Synthesis of relaxed Ge0.9Sn0.1/Ge by nanosecond pulsed laser melting

We present a new approach to the fabrication of fully relaxed Ge1-ySny layers on Ge with Sn concentration y up to 13 at. % The incorporation of Sn in Ge was obtained by sputtering of thin Sn films (<20 nm) directly on Ge wafers followed by pulsed laser melting in air. Microstructural analyses combining high-resolution transmission electron microscopy, atom probe tomography and nanobeam precession electron diffraction were performed to investigate the Sn distribution and the strain state down to the nanoscale.
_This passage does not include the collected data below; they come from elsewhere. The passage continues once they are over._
#[cfg(test)]
pub(crate) mod tests {
    use super::*;
    use crate::types::*;

    pub(crate) fn network(cidr: &str) -> ResourceSpec {
        ResourceSpec::Network(NetworkConfig {
            cidr: cidr.parse().unwrap(),
            max_azs: 2,
            nat_gateways: 1,
            enable_dns_hostnames: true,
            enable_dns_support: true,
        })
    }

    pub(crate) fn subnet(network: &str, cidr: &str, tier: SubnetTier) -> ResourceSpec {
        ResourceSpec::Subnet(SubnetConfig {
            network: network.into(),
            cidr: cidr.parse().unwrap(),
            availability_zone: "us-east-1a".into(),
            tier,
            map_public_ip_on_launch: tier == SubnetTier::Public,
        })
    }

    pub(crate) fn security_group(network: &str) -> ResourceSpec {
        ResourceSpec::SecurityGroup(SecurityGroupConfig {
            network: network.into(),
            description: "Web Server Security Group".into(),
            ingress: vec![
                IngressRule::tcp_from_anywhere(80),
                IngressRule::tcp_from_anywhere(22),
            ],
            allow_all_outbound: true,
        })
    }

    pub(crate) fn instance(subnet: &str, sg: &str) -> ResourceSpec {
        ResourceSpec::Instance(InstanceConfig {
            machine_image: "amazon-linux-2023-x86_64".into(),
            instance_type: "t2.micro".into(),
            subnet: subnet.into(),
            security_group: sg.into(),
            instance_profile: None,
            associate_public_ip: true,
            require_imdsv2: true,
            user_data: Some(UserData::new(b"dnf install -y httpd".to_vec())),
        })
    }

    pub(crate) fn iam_role() -> ResourceSpec {
        ResourceSpec::IamRole(IamRoleConfig {
            assumed_by: "ec2.amazonaws.com".into(),
            managed_policies: vec!["AmazonSSMManagedInstanceCore".into()],
        })
    }

    /// network -> subnet -> sg -> instance, plus an unrelated role
    pub(crate) fn web_stack() -> Topology {
        let mut t = Topology::new(StackContext::default());
        t.add_resource("vpc", network("10.0.0.0/16"), &[]).unwrap();
        t.add_resource("role", iam_role(), &[]).unwrap();
        t.add_resource("public-1", subnet("vpc", "10.0.0.0/24", SubnetTier::Public), &[])
            .unwrap();
        t.add_resource("web-sg", security_group("vpc"), &[]).unwrap();
        t.add_resource("web", instance("public-1", "web-sg"), &[])
            .unwrap();
        t
    }

    #[test]
    fn test_add_resource_records_implicit_dependencies() {
        let t = web_stack();
        assert_eq!(t.len(), 5);
        let deps: Vec<_> = t.dependencies("web").iter().map(|d| d.as_str()).collect();
        assert_eq!(deps, vec!["public-1", "web-sg"]);
        let dependents: Vec<_> = t.dependents("vpc").iter().map(|d| d.as_str()).collect();
        assert_eq!(dependents, vec!["public-1", "web-sg"]);
    }

    #[test]
    fn test_duplicate_id_rejected() {
        let mut t = web_stack();
        let err = t.add_resource("vpc", network("10.1.0.0/16"), &[]).unwrap_err();
        assert_eq!(err, ConfigError::DuplicateId("vpc".into()));
    }

    #[test]
    fn test_dangling_reference_rejected() {
        let mut t = Topology::default();
        let err = t
            .add_resource("sg", security_group("missing"), &[])
            .unwrap_err();
        assert_eq!(
            err,
            ConfigError::DanglingReference {
                resource: "sg".into(),
                reference: "missing".into()
            }
        );

        let err = t
            .add_resource("vpc", network("10.0.0.0/16"), &["later".into()])
            .unwrap_err();
        assert!(matches!(err, ConfigError::DanglingReference { .. }));
        assert!(t.is_empty());
    }

    #[test]
    fn test_wrong_kind_rejected() {
        let mut t = web_stack();
        let err = t
            .add_resource("web2", instance("vpc", "web-sg"), &[])
            .unwrap_err();
        assert!(matches!(
            err,
            ConfigError::WrongKind {
                field: "subnet",
                found: ResourceKind::Network,
                ..
            }
        ));
    }

    #[test]
    fn test_subnet_containment_and_disjointness() {
        let mut t = Topology::default();
        t.add_resource("vpc", network("10.0.0.0/16"), &[]).unwrap();
        t.add_resource("a", subnet("vpc", "10.0.0.0/24", SubnetTier::Public), &[])
            .unwrap();
        t.add_resource("b", subnet("vpc", "10.0.0.128/25", SubnetTier::Public), &[])
            .unwrap();
        t.add_resource("c", subnet("vpc", "10.1.0.0/24", SubnetTier::Public), &[])
            .unwrap();

        let violations = t.violations();
        assert_eq!(violations.len(), 2);
        assert!(violations[0].to_string().contains("overlaps a"));
        assert!(violations[1].to_string().contains("outside network vpc"));
    }

    #[test]
    fn test_public_ip_needs_public_subnet() {
        let mut t = Topology::default();
        t.add_resource("vpc", network("10.0.0.0/16"), &[]).unwrap();
        t.add_resource(
            "private-1",
            subnet("vpc", "10.0.1.0/24", SubnetTier::PrivateWithEgress),
            &[],
        )
        .unwrap();
        t.add_resource("sg", security_group("vpc"), &[]).unwrap();
        t.add_resource("web", instance("private-1", "sg"), &[])
            .unwrap();
        let err = t.validate().unwrap_err();
        assert!(err.to_string().contains("needs a public subnet"));
    }

    #[test]
    fn test_capacity_bounds() {
        let mut t = Topology::default();
        t.add_resource("vpc", network("10.0.0.0/16"), &[]).unwrap();
        t.add_resource("p", subnet("vpc", "10.0.0.0/24", SubnetTier::Public), &[])
            .unwrap();
        t.add_resource("sg", security_group("vpc"), &[]).unwrap();
        t.add_resource(
            "lt",
            ResourceSpec::LaunchTemplate(LaunchTemplateConfig {
                machine_image: "al2023".into(),
                instance_type: "t3.micro".into(),
                security_group: "sg".into(),
                instance_profile: None,
                require_imdsv2: true,
                user_data: None,
            }),
            &[],
        )
        .unwrap();
        t.add_resource(
            "asg",
            ResourceSpec::AutoScalingGroup(AutoScalingGroupConfig {
                launch_template: "lt".into(),
                subnets: vec!["p".into()],
                capacity: Capacity {
                    min: 2,
                    max: 4,
                    desired: 1,
                },
                scaling_policy: None,
                target_group: None,
            }),
            &[],
        )
        .unwrap();
        let err = t.validate().unwrap_err();
        assert!(err.to_string().contains("min <= desired <= max"));
    }

    #[test]
    fn test_add_dependency_requires_known_ids() {
        let mut t = web_stack();
        assert!(t.add_dependency(&"role".into(), &"vpc".into()).is_ok());
        assert_eq!(t.dependencies("role").len(), 1);
        assert!(matches!(
            t.add_dependency(&"nope".into(), &"vpc".into()),
            Err(ConfigError::UnknownResource(_))
        ));
        assert!(matches!(
            t.add_dependency(&"role".into(), &"nope".into()),
            Err(ConfigError::DanglingReference { .. })
        ));
    }

    #[test]
    fn test_output_must_reference_resource() {
        let mut t = web_stack();
        t.add_output(OutputSpec::new("ip", "web", "public_ip")).unwrap();
        assert!(matches!(
            t.add_output(OutputSpec::new("ip", "web", "public_dns")),
            Err(ConfigError::DuplicateOutput(_))
        ));
        assert!(matches!(
            t.add_output(OutputSpec::new("dns", "ghost", "public_dns")),
            Err(ConfigError::DanglingReference { .. })
        ));
    }

    #[test]
    fn test_output_export_names_are_unique() {
        let mut t = web_stack();
        let exported = |name: &str, attribute: &str| OutputSpec {
            export_name: Some("webAddress".into()),
            ..OutputSpec::new(name, "web", attribute)
        };
        t.add_output(exported("ip", "public_ip")).unwrap();
        assert_eq!(
            t.add_output(exported("dns", "public_dns")),
            Err(ConfigError::DuplicateExport("webAddress".into()))
        );
        t.add_output(OutputSpec::new("dns", "web", "public_dns")).unwrap();
        assert_eq!(t.outputs().len(), 2);
    }

    /// Two networks, each with one public subnet and one security group
    fn two_networks() -> Topology {
        let mut t = Topology::default();
        t.add_resource("vpc-a", network("10.0.0.0/16"), &[]).unwrap();
        t.add_resource("vpc-b", network("10.1.0.0/16"), &[]).unwrap();
        t.add_resource("a-1", subnet("vpc-a", "10.0.0.0/24", SubnetTier::Public), &[])
            .unwrap();
        t.add_resource("b-1", subnet("vpc-b", "10.1.0.0/24", SubnetTier::Public), &[])
            .unwrap();
        t.add_resource("sg-a", security_group("vpc-a"), &[]).unwrap();
        t.add_resource("sg-b", security_group("vpc-b"), &[]).unwrap();
        t
    }

    #[test]
    fn test_instance_subnet_and_security_group_share_network() {
        let mut t = two_networks();
        t.add_resource("good", instance("a-1", "sg-a"), &[]).unwrap();
        assert!(t.validate().is_ok());

        t.add_resource("bad", instance("a-1", "sg-b"), &[]).unwrap();
        let violations = t.violations();
        assert_eq!(violations.len(), 1);
        assert_eq!(
            violations[0].to_string(),
            "bad: subnet a-1 is in network vpc-a but security group sg-b is in vpc-b"
        );
    }

    #[test]
    fn test_load_balancer_subnets_and_security_group_share_network() {
        let mut t = two_networks();
        t.add_resource(
            "lb",
            ResourceSpec::LoadBalancer(LoadBalancerConfig {
                internet_facing: true,
                subnets: vec!["a-1".into(), "b-1".into()],
                security_group: "sg-a".into(),
                listeners: vec![],
            }),
            &[],
        )
        .unwrap();
        let violations = t.violations();
        assert_eq!(violations.len(), 1);
        assert!(
            violations[0]
                .to_string()
                .contains("subnet b-1 is in network vpc-b but security group sg-a is in vpc-a")
        );
    }
}
//! Run records
//!
//! After every apply or destroy the CLI writes `<stack>.state.toml` next to
//! the provider store: when the run happened, what it did to each resource,
//! and the outputs it could resolve afterwards.

use anyhow::{Context, Result};
use chrono::{DateTime, Utc};
use declarative::{ApplyReport, CollectedOutputs};
use serde::{Deserialize, Serialize};
use std::collections::BTreeMap;
use std::fs;
use std::path::{Path, PathBuf};

/// What the last run was
#[derive(Debug, Clone, Copy, PartialEq, Eq, Serialize, Deserialize)]
#[serde(rename_all = "snake_case")]
pub enum RunKind {
    Apply,
    Destroy,
}

/// Status of one resource in the last run
#[derive(Debug, Clone, PartialEq, Eq, Serialize, Deserialize)]
pub struct ResourceRecord {
    pub kind: String,
    pub status: String,
    #[serde(default, skip_serializing_if = "Option::is_none")]
    pub physical_id: Option<String>,
    #[serde(default = "one")]
    pub attempts: u32,
}

const fn one() -> u32 {
    1
}

/// Record of the last run against a stack
#[derive(Debug, Clone, Serialize, Deserialize)]
pub struct RunRecord {
    pub stack: String,
    pub kind: RunKind,
    pub started_at: DateTime<Utc>,
    pub finished_at: DateTime<Utc>,
    pub success: bool,

    #[serde(default)]
    pub resources: BTreeMap<String, ResourceRecord>,

    #[serde(default)]
    pub outputs: BTreeMap<String, String>,

    /// Export name -> value
    #[serde(default)]
    pub exports: BTreeMap<String, String>,
}

impl RunRecord {
    /// Build a record from an apply report
    pub fn from_report(
        stack: &str,
        kind: RunKind,
        started_at: DateTime<Utc>,
        report: &ApplyReport,
        outputs: &CollectedOutputs,
    ) -> Self {
        let resources = report
            .operations
            .iter()
            .map(|op| {
                let record = ResourceRecord {
                    kind: op.kind.to_string(),
                    status: op.outcome.label(),
                    physical_id: report
                        .state
                        .get(op.id.as_str())
                        .map(|o| o.physical_id.clone()),
                    attempts: op.attempts,
                };
                (op.id.to_string(), record)
            })
            .collect();

        Self {
            stack: stack.to_string(),
            kind,
            started_at,
            finished_at: Utc::now(),
            success: report.is_success(),
            resources,
            outputs: outputs.values.clone(),
            exports: outputs.exports.clone(),
        }
    }

    /// Load the record at `path`, or `None` if no run has been recorded
    pub fn load(path: &Path) -> Result<Option<Self>> {
        if !path.exists() {
            log::debug!("No run record at {}", path.display());
            return Ok(None);
        }

        let content = fs::read_to_string(path)
            .with_context(|| format!("Failed to read run record: {}", path.display()))?;
        let record: RunRecord = toml::from_str(&content)
            .with_context(|| format!("Failed to parse run record: {}", path.display()))?;

        log::debug!("Loaded run record from {}", path.display());
        Ok(Some(record))
    }

    /// Save the record to `path`
    pub fn save(&self, path: &Path) -> Result<PathBuf> {
        if let Some(dir) = path.parent() {
            fs::create_dir_all(dir)
                .with_context(|| format!("Failed to create state directory: {}", dir.display()))?;
        }

        let content = toml::to_string_pretty(self).context("Failed to serialize run record")?;
        fs::write(path, &content)
            .with_context(|| format!("Failed to write run record: {}", path.display()))?;

        log::debug!("Saved run record to {}", path.display());
        Ok(path.to_path_buf())
    }

    pub fn duration_ms(&self) -> i64 {
        (self.finished_at - self.started_at).num_milliseconds()
    }
}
If y < 6 at. %, Ge1-ySny layers are fully substitutional and fully strained with no or very few extended defects. The formation of Sn-rich regions in correspondence of dislocations is instead observed for y > 6 at. %. However, outside these regions, Ge1-ySny layers present a very homogeneous Sn distribution, full Sn substitutionality, full strain relaxation, and excellent crystalline quality. This new approach could offer, if properly optimized, an alternative to epitaxy or ion im-plantation to fabricate high quality Ge1-ySny alloys, with the important add-on of the ability of the pulsed laser melting to perform spatially confined thermal processes (both laterally and in depth).